The argument filtering Pi contains the following mapping:
f_in_gaa(x1, x2, x3)  =  f_in_gaa(x1)
0  =  0
f_out_gaa(x1, x2, x3)  =  f_out_gaa(x3)
s(x1)  =  s(x1)
U1_gaa(x1, x2, x3, x4)  =  U1_gaa(x4)
U2_gaa(x1, x2, x3, x4, x5)  =  U2_gaa(x5)

(3) DependencyPairsProof (EQUIVALENT transformation)

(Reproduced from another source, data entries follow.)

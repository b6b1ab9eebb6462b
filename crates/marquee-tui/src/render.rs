//! Pure view/render functions for the TUI.
//!
//! Functions here take `&AppState`, draw to a ratatui Frame, and never
//! mutate state or return effects.

use ratatui::Frame;
use ratatui::layout::{Constraint, Layout, Rect};
use ratatui::style::{Color, Modifier, Style};
use ratatui::text::{Line, Span};
use ratatui::widgets::Paragraph;

use crate::features::{catalog, detail, statusline, toasts, watchlist};
use crate::overlays::OverlayExt;
use crate::state::{AppState, TuiState, View};

/// Height of the tab bar.
const TABS_HEIGHT: u16 = 1;

/// Height of status line at the bottom.
const STATUS_HEIGHT: u16 = 1;

/// Renders the entire TUI to the frame.
pub fn render(app: &AppState, frame: &mut Frame) {
    let area = frame.area();
    let state = &app.tui;

    let [tabs_area, body, status_area] = Layout::vertical([
        Constraint::Length(TABS_HEIGHT),
        Constraint::Min(1),
        Constraint::Length(STATUS_HEIGHT),
    ])
    .areas(area);

    render_tabs(state, frame, tabs_area);
    match state.view {
        View::Watchlist => watchlist::render(state, frame, body),
        View::Movies => catalog::render(state, frame, body),
    }
    if state.detail.is_some() {
        detail::render(state, frame, body);
    }
    statusline::render(state, frame, status_area);

    // Overlay, then toasts, so notifications stay visible above forms.
    app.overlay.render(frame, area, &state.tasks);
    toasts::render(frame, area, &state.toasts);
}

fn render_tabs(state: &TuiState, frame: &mut Frame, area: Rect) {
    let tab = |label: &'static str, view: View| {
        if state.view == view {
            Span::styled(
                format!(" {label} "),
                Style::default()
                    .fg(Color::Black)
                    .bg(Color::Cyan)
                    .add_modifier(Modifier::BOLD),
            )
        } else {
            Span::styled(format!(" {label} "), Style::default().fg(Color::Gray))
        }
    };
    let line = Line::from(vec![
        Span::styled(
            " Marquee ",
            Style::default().fg(Color::Yellow).add_modifier(Modifier::BOLD),
        ),
        Span::raw(" "),
        tab("1 Watchlist", View::Watchlist),
        Span::raw(" "),
        tab("2 Movies", View::Movies),
    ]);
    frame.render_widget(Paragraph::new(line), area);
}

#[cfg(test)]
mod tests {
    use ratatui::Terminal;
    use ratatui::backend::TestBackend;

    use super::*;
    use crate::overlays::{LoginState, Overlay};

    fn buffer_text(terminal: &Terminal<TestBackend>) -> String {
        let buffer = terminal.backend().buffer();
        buffer
            .content()
            .chunks(usize::from(buffer.area.width))
            .map(|row| row.iter().map(|cell| cell.symbol()).collect::<String>())
            .collect::<Vec<_>>()
            .join("\n")
    }

    #[test]
    fn test_signed_out_watchlist_shows_hint() {
        let app = AppState::new(6);
        let mut terminal = Terminal::new(TestBackend::new(80, 20)).unwrap();

        terminal.draw(|frame| render(&app, frame)).unwrap();

        let text = buffer_text(&terminal);
        assert!(text.contains("Sign in to see your watchlist"));
        assert!(text.contains("Not signed in"));
    }

    #[test]
    fn test_login_overlay_is_drawn() {
        let mut app = AppState::new(6);
        app.overlay = Some(Overlay::Login(LoginState::open(None)));
        let mut terminal = Terminal::new(TestBackend::new(100, 30)).unwrap();

        terminal.draw(|frame| render(&app, frame)).unwrap();

        let text = buffer_text(&terminal);
        assert!(text.contains("Sign In"));
        assert!(text.contains("Remember me"));
    }
}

Using Dependency Pairs [AG00,LOPSTR] we result in the following initial DP problem:
Pi DP problem:
The TRS P consists of the following rules:

F_IN_GAA(s(X), Y, Z) → U1_GAA(X, Y, Z, f_in_gaa(X, Y, U))
F_IN_GAA(s(X), Y, Z) → F_IN_GAA(X, Y, U)
U1_GAA(X, Y, Z, f_out_gaa(X, Y, U)) → U2_GAA(X, Y, Z, U, f_in_gaa(U, Y, Z))
U1_GAA(X, Y, Z, f_out_gaa(X, Y, U)) → F_IN_GAA(U, Y, Z)

The TRS R consists of the following rules:

f_in_gaa(0, Y, 0) → f_out_gaa(0, Y, 0)
f_in_gaa(s(X), Y, Z) → U1_gaa(X, Y, Z, f_in_gaa(X, Y, U))
U1_gaa(X, Y, Z, f_out_gaa(X, Y, U)) → U2_gaa(X, Y, Z, U, f_in_gaa(U, Y, Z))
U2_gaa(X, Y, Z, U, f_out_gaa(U, Y, Z)) → f_out_gaa(s(X), Y, Z)

The argument filtering Pi contains the following mapping:
f_in_gaa(x1, x2, x3)  =  f_in_gaa(x1)
0  =  0
f_out_gaa(x1, x2, x3)  =  f_out_gaa(x3)
s(x1)  =  s(x1)
U1_gaa(x1, x2, x3, x4)  =  U1_gaa(x4)
U2_gaa(x1, x2, x3, x4, x5)  =  U2_gaa(x5)
F_IN_GAA(x1, x2, x3)  =  F_IN_GAA(x1)
U1_GAA(x1, x2, x3, x4)  =  U1_GAA(x4)
U2_GAA(x1, x2, x3, x4, x5)  =  U2_GAA(x5)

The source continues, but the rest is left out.